### DATA FOR ANALYSIS ###
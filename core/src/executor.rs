use async_trait::async_trait;
use sqlx::{Database, Encode, Type};

use crate::bind_value::BindValue;
use crate::db_pool::{DbDriver, DbPool};
use crate::error::{DbHelperError, Result};
use crate::row::ResultSet;

/// 写操作结果
#[derive(Debug, Clone, Copy, Default, PartialEq, Eq)]
pub struct WriteResult {
    pub rows_affected: u64,
    /// 自增 ID（MySQL `last_insert_id` / SQLite `last_insert_rowid`），PostgreSQL 为 None
    pub last_insert_id: Option<i64>,
}

/// 数据库执行器 trait，统一连接池和事务的接口
///
/// SQL 已经是驱动占位符形式，`binds` 按占位符顺序排列。
///
/// 注意：此 trait 要求 `Send`，因为异步方法需要在不同线程之间传递 Future
#[async_trait]
pub trait DbExecutor: Send {
    /// 获取驱动类型
    fn driver(&self) -> DbDriver;

    /// 执行 INSERT / UPDATE / DELETE
    async fn execute(&mut self, sql: &str, binds: &[BindValue]) -> Result<WriteResult>;

    /// 执行查询并把每一行转换为有序映射
    async fn fetch_all(&mut self, sql: &str, binds: &[BindValue]) -> Result<ResultSet>;
}

/// 按顺序把绑定值应用到查询中
pub(crate) fn apply_binds<'q, DB>(
    mut query: sqlx::query::Query<'q, DB, DB::Arguments<'q>>,
    binds: &[BindValue],
) -> sqlx::query::Query<'q, DB, DB::Arguments<'q>>
where
    DB: Database,
    String: Type<DB> + Encode<'q, DB>,
    i64: Type<DB> + Encode<'q, DB>,
    i32: Type<DB> + Encode<'q, DB>,
    i16: Type<DB> + Encode<'q, DB>,
    f64: Type<DB> + Encode<'q, DB>,
    f32: Type<DB> + Encode<'q, DB>,
    bool: Type<DB> + Encode<'q, DB>,
    Vec<u8>: Type<DB> + Encode<'q, DB>,
    Option<String>: Type<DB> + Encode<'q, DB>,
{
    for bind in binds {
        query = match bind.clone() {
            BindValue::String(s) => query.bind(s),
            BindValue::Int64(i) => query.bind(i),
            BindValue::Int32(i) => query.bind(i),
            BindValue::Int16(i) => query.bind(i),
            BindValue::Float64(f) => query.bind(f),
            BindValue::Float32(f) => query.bind(f),
            BindValue::Bool(b) => query.bind(b),
            BindValue::Bytes(b) => query.bind(b),
            BindValue::Null => query.bind(Option::<String>::None),
        };
    }
    query
}

/// 宏：在给定的 sqlx 执行器上执行写操作
macro_rules! run_write {
    ($executor:expr, $sql:expr, $binds:expr, |$result:ident| $last_id:expr) => {{
        let $result = $crate::executor::apply_binds(sqlx::query($sql), $binds)
            .execute($executor)
            .await?;
        Ok($crate::executor::WriteResult {
            rows_affected: $result.rows_affected(),
            last_insert_id: $last_id,
        })
    }};
}

/// 宏：在给定的 sqlx 执行器上执行查询并转换结果行
macro_rules! run_fetch {
    ($executor:expr, $sql:expr, $binds:expr, $convert:path) => {{
        let rows = $crate::executor::apply_binds(sqlx::query($sql), $binds)
            .fetch_all($executor)
            .await?;
        Ok(rows.iter().map($convert).collect())
    }};
}

pub(crate) use run_fetch;
pub(crate) use run_write;

#[async_trait]
impl<'p> DbExecutor for &'p DbPool {
    fn driver(&self) -> DbDriver {
        DbPool::driver(self)
    }

    async fn execute(&mut self, sql: &str, binds: &[BindValue]) -> Result<WriteResult> {
        match DbPool::driver(self) {
            #[cfg(feature = "mysql")]
            DbDriver::MySql => {
                let pool = self.mysql_pool().ok_or(DbHelperError::NoPoolAvailable)?;
                run_write!(pool, sql, binds, |r| Some(r.last_insert_id() as i64))
            }
            #[cfg(feature = "postgres")]
            DbDriver::Postgres => {
                let pool = self.pg_pool().ok_or(DbHelperError::NoPoolAvailable)?;
                run_write!(pool, sql, binds, |_r| None)
            }
            #[cfg(feature = "sqlite")]
            DbDriver::Sqlite => {
                let pool = self.sqlite_pool().ok_or(DbHelperError::NoPoolAvailable)?;
                run_write!(pool, sql, binds, |r| Some(r.last_insert_rowid()))
            }
            #[allow(unreachable_patterns)]
            _ => Err(DbHelperError::NoPoolAvailable),
        }
    }

    async fn fetch_all(&mut self, sql: &str, binds: &[BindValue]) -> Result<ResultSet> {
        match DbPool::driver(self) {
            #[cfg(feature = "mysql")]
            DbDriver::MySql => {
                let pool = self.mysql_pool().ok_or(DbHelperError::NoPoolAvailable)?;
                run_fetch!(pool, sql, binds, crate::row::mysql_row)
            }
            #[cfg(feature = "postgres")]
            DbDriver::Postgres => {
                let pool = self.pg_pool().ok_or(DbHelperError::NoPoolAvailable)?;
                run_fetch!(pool, sql, binds, crate::row::postgres_row)
            }
            #[cfg(feature = "sqlite")]
            DbDriver::Sqlite => {
                let pool = self.sqlite_pool().ok_or(DbHelperError::NoPoolAvailable)?;
                run_fetch!(pool, sql, binds, crate::row::sqlite_row)
            }
            #[allow(unreachable_patterns)]
            _ => Err(DbHelperError::NoPoolAvailable),
        }
    }
}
###
PROBLEM TO SOLVE
Transcribe each record shown above, exactly.

REPLY
filename core/src/executor.rs
use async_trait::async_trait;
use sqlx::{Database, Encode, Type};

use crate::bind_value::BindValue;
use crate::db_pool::{DbDriver, DbPool};
use crate::error::{DbHelperError, Result};
use crate::row::ResultSet;

/// 写操作结果
#[derive(Debug, Clone, Copy, Default, PartialEq, Eq)]
pub struct WriteResult {
    pub rows_affected: u64,
    /// 自增 ID（MySQL `last_insert_id` / SQLite `last_insert_rowid`），PostgreSQL 为 None
    pub last_insert_id: Option<i64>,
}

/// 数据库执行器 trait，统一连接池和事务的接口
///
/// SQL 已经是驱动占位符形式，`binds` 按占位符顺序排列。
///
/// 注意：此 trait 要求 `Send`，因为异步方法需要在不同线程之间传递 Future
#[async_trait]
pub trait DbExecutor: Send {
    /// 获取驱动类型
    fn driver(&self) -> DbDriver;

    /// 执行 INSERT / UPDATE / DELETE
    async fn execute(&mut self, sql: &str, binds: &[BindValue]) -> Result<WriteResult>;

    /// 执行查询并把每一行转换为有序映射
    async fn fetch_all(&mut self, sql: &str, binds: &[BindValue]) -> Result<ResultSet>;
}

/// 按顺序把绑定值应用到查询中
pub(crate) fn apply_binds<'q, DB>(
    mut query: sqlx::query::Query<'q, DB, DB::Arguments<'q>>,
    binds: &[BindValue],
) -> sqlx::query::Query<'q, DB, DB::Arguments<'q>>
where
    DB: Database,
    String: Type<DB> + Encode<'q, DB>,
    i64: Type<DB> + Encode<'q, DB>,
    i32: Type<DB> + Encode<'q, DB>,
    i16: Type<DB> + Encode<'q, DB>,
    f64: Type<DB> + Encode<'q, DB>,
    f32: Type<DB> + Encode<'q, DB>,
    bool: Type<DB> + Encode<'q, DB>,
    Vec<u8>: Type<DB> + Encode<'q, DB>,
    Option<String>: Type<DB> + Encode<'q, DB>,
{
    for bind in binds {
        query = match bind.clone() {
            BindValue::String(s) => query.bind(s),
            BindValue::Int64(i) => query.bind(i),
            BindValue::Int32(i) => query.bind(i),
            BindValue::Int16(i) => query.bind(i),
            BindValue::Float64(f) => query.bind(f),
            BindValue::Float32(f) => query.bind(f),
            BindValue::Bool(b) => query.bind(b),
            BindValue::Bytes(b) => query.bind(b),
            BindValue::Null => query.bind(Option::<String>::None),
        };
    }
    query
}

/// 宏：在给定的 sqlx 执行器上执行写操作
macro_rules! run_write {
    ($executor:expr, $sql:expr, $binds:expr, |$result:ident| $last_id:expr) => {{
        let $result = $crate::executor::apply_binds(sqlx::query($sql), $binds)
            .execute($executor)
            .await?;
        Ok($crate::executor::WriteResult {
            rows_affected: $result.rows_affected(),
            last_insert_id: $last_id,
        })
    }};
}

/// 宏：在给定的 sqlx 执行器上执行查询并转换结果行
macro_rules! run_fetch {
    ($executor:expr, $sql:expr, $binds:expr, $convert:path) => {{
        let rows = $crate::executor::apply_binds(sqlx::query($sql), $binds)
            .fetch_all($executor)
            .await?;
        Ok(rows.iter().map($convert).collect())
    }};
}

pub(crate) use run_fetch;
pub(crate) use run_write;

#[async_trait]
impl<'p> DbExecutor for &'p DbPool {
    fn driver(&self) -> DbDriver {
        DbPool::driver(self)
    }

    async fn execute(&mut self, sql: &str, binds: &[BindValue]) -> Result<WriteResult> {
        match DbPool::driver(self) {
            #[cfg(feature = "mysql")]
            DbDriver::MySql => {
                let pool = self.mysql_pool().ok_or(DbHelperError::NoPoolAvailable)?;
                run_write!(pool, sql, binds, |r| Some(r.last_insert_id() as i64))
            }
            #[cfg(feature = "postgres")]
            DbDriver::Postgres => {
                let pool = self.pg_pool().ok_or(DbHelperError::NoPoolAvailable)?;
                run_write!(pool, sql, binds, |_r| None)
            }
            #[cfg(feature = "sqlite")]
            DbDriver::Sqlite => {
                let pool = self.sqlite_pool().ok_or(DbHelperError::NoPoolAvailable)?;
                run_write!(pool, sql, binds, |r| Some(r.last_insert_rowid()))
            }
            #[allow(unreachable_patterns)]
            _ => Err(DbHelperError::NoPoolAvailable),
        }
    }

    async fn fetch_all(&mut self, sql: &str, binds: &[BindValue]) -> Result<ResultSet> {
        match DbPool::driver(self) {
            #[cfg(feature = "mysql")]
            DbDriver::MySql => {
                let pool = self.mysql_pool().ok_or(DbHelperError::NoPoolAvailable)?;
                run_fetch!(pool, sql, binds, crate::row::mysql_row)
            }
            #[cfg(feature = "postgres")]
            DbDriver::Postgres => {
                let pool = self.pg_pool().ok_or(DbHelperError::NoPoolAvailable)?;
                run_fetch!(pool, sql, binds, crate::row::postgres_row)
            }
            #[cfg(feature = "sqlite")]
            DbDriver::Sqlite => {
                let pool = self.sqlite_pool().ok_or(DbHelperError::NoPoolAvailable)?;
                run_fetch!(pool, sql, binds, crate::row::sqlite_row)
            }
            #[allow(unreachable_patterns)]
            _ => Err(DbHelperError::NoPoolAvailable),
        }
    }
}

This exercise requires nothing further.